The Usefulness of Performing Extensive Debridement to Prevent Infections in Open Flexor Tendon Injuries of the Hand

Leo Daniel D. Caro, Ernesto Carlo B. Arada and Nathaniel S. Orillaza Jr.

Department of Orthopedics, College of Medicine and
Philippine General Hospital, University of the Philippines Manila

Background. Infection after flexor tendon repair in the hand is uncommon but may cause debilitating problems if not prevented. In centers where delayed presentation after injury happens often, early bacterial colonization is assumed and an initial debridement is indicated ensuring a clean environment for subsequent repair. Preference for the type of initial debridement differ from surgeon to surgeon.

Objective. This paper aims to compare limited and extensive initial debridement in preventing post-operative infection in patients treated more than 24 hours after open tendon injury.

Methods. A retrospective review of records for demographics, the type of debridement and occurrence of infection was performed. Statistical comparison of proportions of post-operative infection was done.

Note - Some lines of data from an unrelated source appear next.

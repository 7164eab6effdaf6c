/*!
MMC3 (mapper 4): 8 KiB PRG banking, 1/2 KiB CHR banking, mirroring control,
and the scanline-counter IRQ.

The counter is clocked by `notify_scanline` (the pixel core calls it once
per visible scanline while rendering is enabled) rather than by A12 edges;
that is coarse but stable across heterogeneous pixel cores.
*/

use serde_json::{Value, json};

use crate::mapper::{Mapper, Mirroring};

pub struct Mmc3 {
    prg: Vec<u8>,
    chr: Vec<u8>,
    chr_writable: bool,
    work_ram: Vec<u8>,

    // $8000 bank select
    bank_regs: [u8; 8],
    reg_select: u8,
    prg_mode: bool,
    chr_mode: bool,

    mirroring: Mirroring,

    irq_latch: u8,
    irq_counter: u8,
    irq_reload: bool,
    irq_enabled: bool,
    irq_flag: bool,
}

impl Mmc3 {
    pub fn new(prg: Vec<u8>, chr: Vec<u8>, chr_writable: bool) -> Self {
        Self {
            prg,
            chr,
            chr_writable,
            work_ram: vec![0; 8 * 1024],
            bank_regs: [0; 8],
            reg_select: 0,
            prg_mode: false,
            chr_mode: false,
            mirroring: Mirroring::Vertical,
            irq_latch: 0,
            irq_counter: 0,
            irq_reload: false,
            irq_enabled: false,
            irq_flag: false,
        }
    }

    #[inline]
    fn prg_bank_count(&self) -> usize {
        (self.prg.len() / 0x2000).max(1)
    }

    /// Resolve an 8 KiB PRG slot (0..4 covering $8000/$A000/$C000/$E000).
    fn prg_slot_base(&self, slot: usize) -> usize {
        let count = self.prg_bank_count();
        let last = count - 1;
        let second_last = count.saturating_sub(2);
        let r6 = self.bank_regs[6] as usize % count;
        let r7 = self.bank_regs[7] as usize % count;
        let bank = match (self.prg_mode, slot) {
            (false, 0) => r6,
            (false, 2) => second_last,
            (true, 0) => second_last,
            (true, 2) => r6,
            (_, 1) => r7,
            _ => last,
        };
        bank * 0x2000
    }

    /// Resolve a pattern address to a CHR byte offset.
    fn chr_offset(&self, addr: u16) -> usize {
        let a = (addr as usize) & 0x1FFF;
        // chr_mode flips which half carries the two 2 KiB banks.
        let a = if self.chr_mode { a ^ 0x1000 } else { a };
        let off = match a {
            0x0000..=0x07FF => ((self.bank_regs[0] & 0xFE) as usize) * 0x400 + (a & 0x7FF),
            0x0800..=0x0FFF => ((self.bank_regs[1] & 0xFE) as usize) * 0x400 + (a & 0x7FF),
            0x1000..=0x13FF => (self.bank_regs[2] as usize) * 0x400 + (a & 0x3FF),
            0x1400..=0x17FF => (self.bank_regs[3] as usize) * 0x400 + (a & 0x3FF),
            0x1800..=0x1BFF => (self.bank_regs[4] as usize) * 0x400 + (a & 0x3FF),
            _ => (self.bank_regs[5] as usize) * 0x400 + (a & 0x3FF),
        };
        off % self.chr.len().max(1)
    }
}

impl Mapper for Mmc3 {
    #[inline]
    fn mapper_id(&self) -> u8 {
        4
    }

    fn cpu_read(&mut self, addr: u16) -> u8 {
        match addr {
            0x6000..=0x7FFF => self.work_ram[(addr as usize - 0x6000) & 0x1FFF],
            0x8000..=0xFFFF if !self.prg.is_empty() => {
                let slot = ((addr as usize - 0x8000) / 0x2000) & 3;
                self.prg[self.prg_slot_base(slot) + ((addr as usize) & 0x1FFF)]
            }
            _ => 0,
        }
    }

    fn cpu_write(&mut self, addr: u16, value: u8) {
        match (addr, addr & 1) {
            (0x6000..=0x7FFF, _) => {
                self.work_ram[(addr as usize - 0x6000) & 0x1FFF] = value;
            }
            (0x8000..=0x9FFF, 0) => {
                self.reg_select = value & 0x07;
                self.prg_mode = value & 0x40 != 0;
                self.chr_mode = value & 0x80 != 0;
            }
            (0x8000..=0x9FFF, _) => {
                self.bank_regs[self.reg_select as usize] = value;
            }
            (0xA000..=0xBFFF, 0) => {
                self.mirroring = if value & 1 != 0 {
                    Mirroring::Horizontal
                } else {
                    Mirroring::Vertical
                };
            }
            (0xA000..=0xBFFF, _) => {
                // PRG RAM protect register, not modeled.
            }
            (0xC000..=0xDFFF, 0) => self.irq_latch = value,
            (0xC000..=0xDFFF, _) => {
                self.irq_counter = 0;
                self.irq_reload = true;
            }
            (0xE000..=0xFFFF, 0) => {
                self.irq_enabled = false;
                self.irq_flag = false;
            }
            (0xE000..=0xFFFF, _) => self.irq_enabled = true,
            _ => {}
        }
    }

    fn ppu_read(&self, addr: u16) -> u8 {
        if self.chr.is_empty() {
            return 0;
        }
        self.chr[self.chr_offset(addr)]
    }

    fn ppu_write(&mut self, addr: u16, value: u8) {
        if self.chr_writable && !self.chr.is_empty() {
            let off = self.chr_offset(addr);
            self.chr[off] = value;
        }
    }

    fn reset(&mut self) {
        self.bank_regs = [0; 8];
        self.reg_select = 0;
        self.prg_mode = false;
        self.chr_mode = false;
        self.irq_latch = 0;
        self.irq_counter = 0;
        self.irq_reload = false;
        self.irq_enabled = false;
        self.irq_flag = false;
    }

    fn notify_scanline(&mut self) {
        if self.irq_counter == 0 || self.irq_reload {
            self.irq_counter = self.irq_latch;
            self.irq_reload = false;
        } else {
            self.irq_counter -= 1;
        }
        if self.irq_counter == 0 && self.irq_enabled {
            self.irq_flag = true;
        }
    }

    fn irq_pending(&self) -> bool {
        self.irq_flag
    }

    fn acknowledge_irq(&mut self) {
        self.irq_flag = false;
    }

    fn bank_signature(&self) -> u32 {
        let mut sig = (self.prg_mode as u32) | ((self.chr_mode as u32) << 1);
        for (i, r) in self.bank_regs.iter().enumerate() {
            sig ^= (*r as u32) << ((i * 4) & 24);
            sig = sig.rotate_left(5);
        }
        sig
    }

    fn current_mirroring(&self) -> Option<Mirroring> {
        Some(self.mirroring)
    }

    fn prg_ram(&self) -> &[u8] {
        &self.work_ram
    }

    fn load_prg_ram(&mut self, data: &[u8]) {
        let n = self.work_ram.len().min(data.len());
        self.work_ram[..n].copy_from_slice(&data[..n]);
    }

    fn chr_ram(&self) -> &[u8] {
        if self.chr_writable { &self.chr } else { &[] }
    }

    fn load_chr_ram(&mut self, data: &[u8]) {
        if self.chr_writable {
            let n = self.chr.len().min(data.len());
            self.chr[..n].copy_from_slice(&data[..n]);
        }
    }

    fn export_state(&self) -> Value {
        json!({
            "bank_regs": self.bank_regs.to_vec(),
            "reg_select": self.reg_select,
            "prg_mode": self.prg_mode,
            "chr_mode": self.chr_mode,
            "mirroring_horizontal": self.mirroring == Mirroring::Horizontal,
            "irq_latch": self.irq_latch,
            "irq_counter": self.irq_counter,
            "irq_reload": self.irq_reload,
            "irq_enabled": self.irq_enabled,
            "irq_flag": self.irq_flag,
        })
    }

    fn import_state(&mut self, state: &Value) {
        if let Some(regs) = state.get("bank_regs").and_then(Value::as_array) {
            for (i, v) in regs.iter().take(8).enumerate() {
                if let Some(b) = v.as_u64() {
                    self.bank_regs[i] = b as u8;
                }
            }
        }
        if let Some(v) = state.get("reg_select").and_then(Value::as_u64) {
            self.reg_select = (v & 7) as u8;
        }
        if let Some(v) = state.get("prg_mode").and_then(Value::as_bool) {
            self.prg_mode = v;
        }
        if let Some(v) = state.get("chr_mode").and_then(Value::as_bool) {
            self.chr_mode = v;
        }
        if let Some(v) = state.get("mirroring_horizontal").and_then(Value::as_bool) {
            self.mirroring = if v {
                Mirroring::Horizontal
            } else {
                Mirroring::Vertical
            };
        }
        if let Some(v) = state.get("irq_latch").and_then(Value::as_u64) {
            self.irq_latch = v as u8;
        }
        if let Some(v) = state.get("irq_counter").and_then(Value::as_u64) {
            self.irq_counter = v as u8;
        }
        if let Some(v) = state.get("irq_reload").and_then(Value::as_bool) {
            self.irq_reload = v;
        }
        if let Some(v) = state.get("irq_enabled").and_then(Value::as_bool) {
            self.irq_enabled = v;
        }
        if let Some(v) = state.get("irq_flag").and_then(Value::as_bool) {
            self.irq_flag = v;
        }
    }
}

#[cfg(test)]
mod tests {
    use super::*;

    fn mmc3_64k() -> Mmc3 {
        // Eight 8 KiB PRG banks, each filled with its own index.
        let mut prg = vec![0u8; 64 * 1024];
        for (i, chunk) in prg.chunks_mut(0x2000).enumerate() {
            chunk.fill(i as u8);
        }
        Mmc3::new(prg, vec![0; 8 * 1024], true)
    }

    #[test]
    fn prg_mode_0_maps_r6_and_fixed_banks() {
        let mut m = mmc3_64k();
        m.cpu_write(0x8000, 6); // select R6
        m.cpu_write(0x8001, 2); // R6 = bank 2
        assert_eq!(m.cpu_read(0x8000), 2);
        assert_eq!(m.cpu_read(0xC000), 6); // second-to-last fixed
        assert_eq!(m.cpu_read(0xE000), 7); // last fixed
    }

    #[test]
    fn prg_mode_1_swaps_8000_and_c000() {
        let mut m = mmc3_64k();
        m.cpu_write(0x8000, 0x46); // R6 select + prg mode 1
        m.cpu_write(0x8001, 2);
        assert_eq!(m.cpu_read(0x8000), 6);
        assert_eq!(m.cpu_read(0xC000), 2);
    }

    #[test]
    fn scanline_counter_raises_irq_after_latch_expires() {
        let mut m = mmc3_64k();
        m.cpu_write(0xC000, 3); // latch
        m.cpu_write(0xC001, 0); // reload
        m.cpu_write(0xE001, 0); // enable
        for _ in 0..3 {
            m.notify_scanline();
            assert!(!m.irq_pending());
        }
        m.notify_scanline(); // counter hits zero
        assert!(m.irq_pending());
        m.acknowledge_irq();
        assert!(!m.irq_pending());
    }

    #[test]
    fn irq_disable_write_clears_pending_flag() {
        let mut m = mmc3_64k();
        m.cpu_write(0xC000, 0);
        m.cpu_write(0xC001, 0);
        m.cpu_write(0xE001, 0);
        m.notify_scanline();
        assert!(m.irq_pending());
        m.cpu_write(0xE000, 0);
        assert!(!m.irq_pending());
    }

    #[test]
    fn bank_signature_tracks_register_changes() {
        let mut m = mmc3_64k();
        let before = m.bank_signature();
        m.cpu_write(0x8000, 0);
        m.cpu_write(0x8001, 5);
        assert_ne!(m.bank_signature(), before);
    }

    #[test]
    fn state_round_trip_preserves_banks_and_irq() {
        let mut m = mmc3_64k();
        m.cpu_write(0x8000, 6);
        m.cpu_write(0x8001, 3);
        m.cpu_write(0xC000, 9);
        m.cpu_write(0xE001, 0);
        let st = m.export_state();

        let mut fresh = mmc3_64k();
        fresh.import_state(&st);
        assert_eq!(fresh.cpu_read(0x8000), 3);
        assert_eq!(fresh.export_state()["irq_latch"], 9);
        assert_eq!(fresh.export_state()["irq_enabled"], true);
    }
}
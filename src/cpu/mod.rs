/*!
CPU cores.

Two implementations share the interpreter in [`exec`]:

- `REF` treats undocumented opcodes as faults and reports them, which is
  what the crash policies key off.
- `TOL` starts in lenient mode and steps over undocumented opcodes as
  one-byte two-cycle NOPs. Useful for ROMs that sprinkle illegal opcodes
  the interpreter does not model.

Both expose identical timing, so swapping between them mid-run never
perturbs the frame schedule.
*/

use serde::{Deserialize, Serialize};
use serde_json::Value;

use crate::bus::Bus;
use crate::cores::{CpuCore, CpuRegs, CpuStep, CpuTransfer};
use crate::errors::{EmuError, Result};
use crate::registry::Factory;

mod exec;

pub use exec::Mos6502;

pub const CPU_CORES: &[(&str, Factory<dyn CpuCore>)] =
    &[("REF", new_reference), ("TOL", new_tolerant)];

/// Activation order when no explicit choice is in play.
pub const CPU_PREFERENCE: &[&str] = &["REF", "TOL"];

pub fn new_reference() -> Box<dyn CpuCore> {
    Box::new(InterpreterCore {
        id: "REF",
        display: "Reference interpreter",
        description: "Documented opcode set, strict illegal-opcode faulting",
        m: Mos6502::new(),
    })
}

pub fn new_tolerant() -> Box<dyn CpuCore> {
    let mut m = Mos6502::new();
    m.ignore_illegal = true;
    Box::new(InterpreterCore {
        id: "TOL",
        display: "Tolerant interpreter",
        description: "Documented opcode set, illegal opcodes skipped as NOPs",
        m,
    })
}

struct InterpreterCore {
    id: &'static str,
    display: &'static str,
    description: &'static str,
    m: Mos6502,
}

const STATE_VERSION: u32 = 1;

#[derive(Serialize, Deserialize)]
struct CpuState {
    version: u32,
    regs: CpuRegs,
    pending_nmi: bool,
    irq_line: bool,
    ignore_illegal: bool,
}

impl CpuCore for InterpreterCore {
    fn id(&self) -> &'static str {
        self.id
    }

    fn display_name(&self) -> &'static str {
        self.display
    }

    fn description(&self) -> &'static str {
        self.description
    }

    fn reset(&mut self, bus: &mut Bus) {
        self.m.reset(bus);
    }

    fn execute_instruction(&mut self, bus: &mut Bus) -> CpuStep {
        self.m.step(bus)
    }

    fn service_pending_interrupts(&mut self, bus: &mut Bus) -> u32 {
        self.m.service_interrupts(bus)
    }

    fn set_inline_interrupt_polling(&mut self, enabled: bool) {
        self.m.inline_interrupts = enabled;
    }

    fn request_irq(&mut self, asserted: bool) {
        self.m.irq_line = asserted;
    }

    fn request_nmi(&mut self) {
        self.m.pending_nmi = true;
    }

    fn registers(&self) -> CpuRegs {
        self.m.regs()
    }

    fn set_registers(&mut self, regs: CpuRegs) {
        self.m.set_regs(regs);
    }

    fn add_to_pc(&mut self, delta: i16) {
        self.m.pc = self.m.pc.wrapping_add(delta as u16);
    }

    fn set_ignore_illegal(&mut self, ignore: bool) {
        self.m.ignore_illegal = ignore;
    }

    fn ignore_illegal(&self) -> bool {
        self.m.ignore_illegal
    }

    fn export_transfer(&self) -> CpuTransfer {
        CpuTransfer {
            regs: self.m.regs(),
            pending_nmi: self.m.pending_nmi,
            irq_line: self.m.irq_line,
            ignore_illegal: self.m.ignore_illegal,
        }
    }

    fn import_transfer(&mut self, t: &CpuTransfer) -> Result<()> {
        self.m.set_regs(t.regs);
        self.m.pending_nmi = t.pending_nmi;
        self.m.irq_line = t.irq_line;
        self.m.ignore_illegal = t.ignore_illegal;
        Ok(())
    }

    fn export_state(&self) -> Value {
        serde_json::to_value(CpuState {
            version: STATE_VERSION,
            regs: self.m.regs(),
            pending_nmi: self.m.pending_nmi,
            irq_line: self.m.irq_line,
            ignore_illegal: self.m.ignore_illegal,
        })
        .unwrap_or(Value::Null)
    }

    fn import_state(&mut self, state: &Value) -> Result<()> {
        let s: CpuState = serde_json::from_value(state.clone())?;
        if s.version != STATE_VERSION {
            return Err(EmuError::StateRestore(format!(
                "cpu state version {} not supported",
                s.version
            )));
        }
        self.m.set_regs(s.regs);
        self.m.pending_nmi = s.pending_nmi;
        self.m.irq_line = s.irq_line;
        self.m.ignore_illegal = s.ignore_illegal;
        Ok(())
    }
}

#[cfg(test)]
mod tests {
    use super::*;
    use crate::cartridge::Cartridge;
    use crate::test_utils::{program_rom, program_rom_with_vectors};

    fn bus_with(code: &[u8]) -> Bus {
        let rom = program_rom(code);
        Bus::new(Cartridge::new(&rom).unwrap())
    }

    fn run(core: &mut Box<dyn CpuCore>, bus: &mut Bus, steps: usize) -> u32 {
        let mut total = 0;
        for _ in 0..steps {
            match core.execute_instruction(bus) {
                CpuStep::Ok(c) => total += c,
                CpuStep::IllegalOpcode(pc) => panic!("unexpected illegal opcode at {pc:04X}"),
            }
        }
        total
    }

    #[test]
    fn arithmetic_and_store_sequence() {
        // LDA #$10; ADC #$05; STA $0200; LDX #$FF; INX
        let mut bus = bus_with(&[0xA9, 0x10, 0x69, 0x05, 0x8D, 0x00, 0x02, 0xA2, 0xFF, 0xE8]);
        let mut core = new_reference();
        core.reset(&mut bus);
        assert_eq!(core.registers().pc, 0x8000);

        let cycles = run(&mut core, &mut bus, 5);
        let regs = core.registers();
        assert_eq!(regs.a, 0x15);
        assert_eq!(regs.x, 0x00);
        assert_ne!(regs.p & 0x02, 0); // INX wrapped to zero
        assert_eq!(bus.peek(0x0200), 0x15);
        assert_eq!(cycles, 2 + 2 + 4 + 2 + 2);
    }

    #[test]
    fn branch_timing_includes_taken_penalty() {
        // LDX #$02; DEX; BNE -3 (loops twice); NOP
        let mut bus = bus_with(&[0xA2, 0x02, 0xCA, 0xD0, 0xFD, 0xEA]);
        let mut core = new_reference();
        core.reset(&mut bus);

        // LDX(2) + DEX(2) + BNE taken(3) + DEX(2) + BNE not taken(2)
        let cycles = run(&mut core, &mut bus, 5);
        assert_eq!(cycles, 11);
        assert_eq!(core.registers().x, 0);
    }

    #[test]
    fn subroutine_call_and_return() {
        // JSR $8005; LDA #$01 (skipped until RTS); BRK pad...; at $8005: LDY #$07; RTS
        let mut bus = bus_with(&[
            0x20, 0x05, 0x80, 0xA9, 0x01, /* $8005: */ 0xA0, 0x07, 0x60,
        ]);
        let mut core = new_reference();
        core.reset(&mut bus);

        run(&mut core, &mut bus, 3); // JSR, LDY, RTS
        assert_eq!(core.registers().pc, 0x8003);
        assert_eq!(core.registers().y, 0x07);
        run(&mut core, &mut bus, 1); // LDA #$01
        assert_eq!(core.registers().a, 0x01);
    }

    #[test]
    fn strict_core_reports_illegal_opcode_at_its_address() {
        let mut bus = bus_with(&[0xEA, 0x02]); // NOP; JAM
        let mut core = new_reference();
        core.reset(&mut bus);

        run(&mut core, &mut bus, 1);
        match core.execute_instruction(&mut bus) {
            CpuStep::IllegalOpcode(pc) => assert_eq!(pc, 0x8001),
            other => panic!("expected fault, got {other:?}"),
        }
        // PC still points at the faulting byte so a skip policy can advance it.
        assert_eq!(core.registers().pc, 0x8001);
    }

    #[test]
    fn tolerant_core_skips_illegal_opcodes() {
        let mut bus = bus_with(&[0x02, 0xA9, 0x42]);
        let mut core = new_tolerant();
        core.reset(&mut bus);

        assert_eq!(core.execute_instruction(&mut bus), CpuStep::Ok(2));
        run(&mut core, &mut bus, 1);
        assert_eq!(core.registers().a, 0x42);
    }

    #[test]
    fn nmi_vectors_through_fffa() {
        let rom = program_rom_with_vectors(&[0xEA, 0xEA], 0x8010, 0x8000);
        let mut bus = Bus::new(Cartridge::new(&rom).unwrap());
        let mut core = new_reference();
        core.reset(&mut bus);

        core.request_nmi();
        assert_eq!(core.execute_instruction(&mut bus), CpuStep::Ok(7));
        assert_eq!(core.registers().pc, 0x8010);
        // Interrupt sequence sets the I flag.
        assert_ne!(core.registers().p & 0x04, 0);
    }

    #[test]
    fn irq_respects_interrupt_disable() {
        // CLI; NOP; NOP
        let rom = program_rom_with_vectors(&[0x58, 0xEA, 0xEA], 0x8000, 0x8020);
        let mut bus = Bus::new(Cartridge::new(&rom).unwrap());
        let mut core = new_reference();
        core.reset(&mut bus);

        core.request_irq(true);
        // Reset leaves I set; the IRQ stays pending through the CLI.
        assert_eq!(core.execute_instruction(&mut bus), CpuStep::Ok(2));
        assert_eq!(core.execute_instruction(&mut bus), CpuStep::Ok(7));
        assert_eq!(core.registers().pc, 0x8020);
    }

    #[test]
    fn explicit_servicing_when_inline_polling_is_off() {
        let rom = program_rom_with_vectors(&[0xEA, 0xEA], 0x8010, 0x8000);
        let mut bus = Bus::new(Cartridge::new(&rom).unwrap());
        let mut core = new_reference();
        core.reset(&mut bus);
        core.set_inline_interrupt_polling(false);

        core.request_nmi();
        // Instruction runs without servicing the NMI.
        assert_eq!(core.execute_instruction(&mut bus), CpuStep::Ok(2));
        assert_eq!(core.registers().pc, 0x8001);
        assert_eq!(core.service_pending_interrupts(&mut bus), 7);
        assert_eq!(core.registers().pc, 0x8010);
        assert_eq!(core.service_pending_interrupts(&mut bus), 0);
    }

    #[test]
    fn transfer_round_trips_between_core_flavors() {
        let mut bus = bus_with(&[0xA9, 0x33]);
        let mut strict = new_reference();
        strict.reset(&mut bus);
        run(&mut strict, &mut bus, 1);
        strict.request_irq(true);

        let t = strict.export_transfer();
        let mut lenient = new_tolerant();
        lenient.import_transfer(&t).unwrap();
        assert_eq!(lenient.registers(), strict.registers());
        // Transfer overrides the tolerant default.
        assert!(!lenient.ignore_illegal());
    }

    #[test]
    fn state_blob_round_trips_and_rejects_unknown_version() {
        let mut bus = bus_with(&[0xA9, 0x33]);
        let mut core = new_reference();
        core.reset(&mut bus);
        run(&mut core, &mut bus, 1);

        let blob = core.export_state();
        let mut fresh = new_reference();
        fresh.import_state(&blob).unwrap();
        assert_eq!(fresh.registers(), core.registers());

        let mut bad = blob.clone();
        bad["version"] = serde_json::json!(99);
        assert!(fresh.import_state(&bad).is_err());
    }
}
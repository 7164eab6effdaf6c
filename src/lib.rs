#![doc = r#"
polynes: an 8-bit console core with hot-swappable processing units.

The machine is a classic 6502-style console: 2 KiB of mirrored work RAM, a
page-table bus, a pixel unit on a 341x262 dot grid, a frame-sequenced
audio unit and cartridge mappers (NROM, CNROM, MMC3). What makes it
unusual is that every processing unit is a replaceable core: CPU, pixel
and audio implementations register in explicit tables and can be swapped
mid-run with state carried across.

Frames are paced by a fixed-point scheduler (29829 + 33/60 cycles per
frame) under one of two observationally equivalent strategies, batched or
event-driven. Illegal opcodes route through a configurable crash policy
instead of tearing the machine down, and the savestate protocol restores
snapshots field by field, degrading gracefully when a snapshot came from
a different build.

```no_run
use polynes::{Console, Strategy};

let rom = std::fs::read("game.nes").unwrap();
let mut console = Console::new(&rom, "game").unwrap();
console.set_strategy(Strategy::EventDriven);
console.run_frame();
let frame = console.frame_buffer(); // 256x240 RGBA
```
"#]

pub mod apu;
pub mod benchmark;
pub mod bus;
pub mod cadence;
pub mod cartridge;
pub mod console;
pub mod controller;
pub mod cores;
pub mod cpu;
pub mod diagnostics;
pub mod errors;
pub mod mapper;
pub mod mappers;
pub mod ppu;
pub mod registry;
pub mod savestate;
pub mod scheduler;

#[cfg(test)]
pub mod test_utils;

pub use benchmark::BenchReport;
pub use bus::Bus;
pub use cadence::{CadenceDriver, CallbackCadence, FrameSink, ThreadCadence};
pub use cartridge::Cartridge;
pub use console::{Console, CrashPolicy};
pub use controller::{Button, Controller};
pub use cores::{AudioCore, CpuCore, CpuRegs, CpuStep, PixelCore};
pub use cores::{FRAME_BYTES, FRAME_HEIGHT, FRAME_WIDTH};
pub use errors::{EmuError, Result};
pub use savestate::saved_rom_name;
pub use scheduler::{SchedulerConfig, Strategy};
/*!
ROM image builders shared by the unit tests.
*/

const HEADER_LEN: usize = 16;
const PRG_UNIT: usize = 16 * 1024;
const CHR_UNIT: usize = 8 * 1024;

/// Raw iNES v1 image with deterministic filler in the data sections.
pub fn build_ines(prg_units: u8, chr_units: u8, flags6: u8, flags7: u8) -> Vec<u8> {
    let prg_len = prg_units as usize * PRG_UNIT;
    let chr_len = chr_units as usize * CHR_UNIT;
    let mut rom = vec![0u8; HEADER_LEN + prg_len + chr_len];
    rom[0..4].copy_from_slice(b"NES\x1A");
    rom[4] = prg_units;
    rom[5] = chr_units;
    rom[6] = flags6;
    rom[7] = flags7;
    for (i, b) in rom[HEADER_LEN..].iter_mut().enumerate() {
        *b = (i % 251) as u8;
    }
    rom
}

/// Runnable NROM image: one 16 KiB PRG bank holding `code` at $8000 with
/// the reset vector pointing there, plus 8 KiB of CHR.
pub fn program_rom(code: &[u8]) -> Vec<u8> {
    program_rom_with_vectors(code, 0x8000, 0x8000)
}

/// Like [`program_rom`] but with explicit NMI and IRQ vectors.
pub fn program_rom_with_vectors(code: &[u8], nmi: u16, irq: u16) -> Vec<u8> {
    build_program(code, nmi, irq, &[0u8; CHR_UNIT])
}

/// Like [`program_rom`] but with caller-supplied CHR contents.
pub fn program_rom_with_chr(code: &[u8], chr: &[u8]) -> Vec<u8> {
    build_program(code, 0x8000, 0x8000, chr)
}

fn build_program(code: &[u8], nmi: u16, irq: u16, chr: &[u8]) -> Vec<u8> {
    assert!(code.len() <= PRG_UNIT - 6, "code overruns the vector table");
    let mut rom = vec![0u8; HEADER_LEN + PRG_UNIT + CHR_UNIT];
    rom[0..4].copy_from_slice(b"NES\x1A");
    rom[4] = 1;
    rom[5] = 1;

    let prg = &mut rom[HEADER_LEN..HEADER_LEN + PRG_UNIT];
    prg[..code.len()].copy_from_slice(code);
    // A 16 KiB bank mirrors, so $FFFA..$FFFF land at the end of the bank.
    prg[PRG_UNIT - 6] = nmi as u8;
    prg[PRG_UNIT - 5] = (nmi >> 8) as u8;
    prg[PRG_UNIT - 4] = 0x00;
    prg[PRG_UNIT - 3] = 0x80; // reset -> $8000
    prg[PRG_UNIT - 2] = irq as u8;
    prg[PRG_UNIT - 1] = (irq >> 8) as u8;

    let chr_dst = &mut rom[HEADER_LEN + PRG_UNIT..];
    let n = chr_dst.len().min(chr.len());
    chr_dst[..n].copy_from_slice(&chr[..n]);
    rom
}
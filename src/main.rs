/*!
Headless driver: run a ROM for a while and report what happened.

    polynes <rom.nes> [frames] [batch|event] [bench-weight]
*/

use std::env;
use std::process::ExitCode;

use polynes::{Console, Strategy};

fn main() -> ExitCode {
    let args: Vec<String> = env::args().skip(1).collect();
    let Some(rom_path) = args.first() else {
        eprintln!("usage: polynes <rom.nes> [frames] [batch|event] [bench-weight]");
        return ExitCode::FAILURE;
    };
    let frames: u32 = args
        .get(1)
        .and_then(|s| s.parse().ok())
        .unwrap_or(600);
    let strategy = match args.get(2).map(String::as_str) {
        Some("event") => Strategy::EventDriven,
        _ => Strategy::Batch,
    };
    let bench_weight: Option<u32> = args.get(3).and_then(|s| s.parse().ok());

    let rom = match std::fs::read(rom_path) {
        Ok(bytes) => bytes,
        Err(e) => {
            eprintln!("cannot read {rom_path}: {e}");
            return ExitCode::FAILURE;
        }
    };
    let name = rom_path.rsplit('/').next().unwrap_or(rom_path);
    let mut console = match Console::new(&rom, name) {
        Ok(c) => c,
        Err(e) => {
            eprintln!("cannot start {name}: {e}");
            return ExitCode::FAILURE;
        }
    };
    console.set_strategy(strategy);

    console.run_frames(frames);
    println!("{name}: {} frames, {} cycles", console.frames_total(), console.global_cycle());
    println!("digest: {}", console.state_digest());
    if console.crashed() {
        println!("crashed: {}", console.crash_info().unwrap_or("unknown"));
    }

    if let Some(weight) = bench_weight {
        for report in console.run_benchmarks(weight) {
            println!(
                "bench {:>12}: {:>12} cycles, {:>10} reads, {:>10} writes, {:>6} flushes",
                report.name, report.cycles, report.reads, report.writes, report.batch_flushes
            );
        }
    }
    ExitCode::SUCCESS
}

Results. Of thirty-one records included, twenty-four patients underwent extensive debridement while 7 had limited. Two patients from each group developed infections resulting to 8.3 % infection in the extensive group and 28.6 % in the limited group. The difference is not statistically significant.

Conclusion. The trend for a higher infection rate in the limited group supports the need for aggressive debridement in managing delayed presenting patients with open tendon injuries. While the non-significant difference potentially supports the less cumbersome option, a better powered study is recommended to confirm.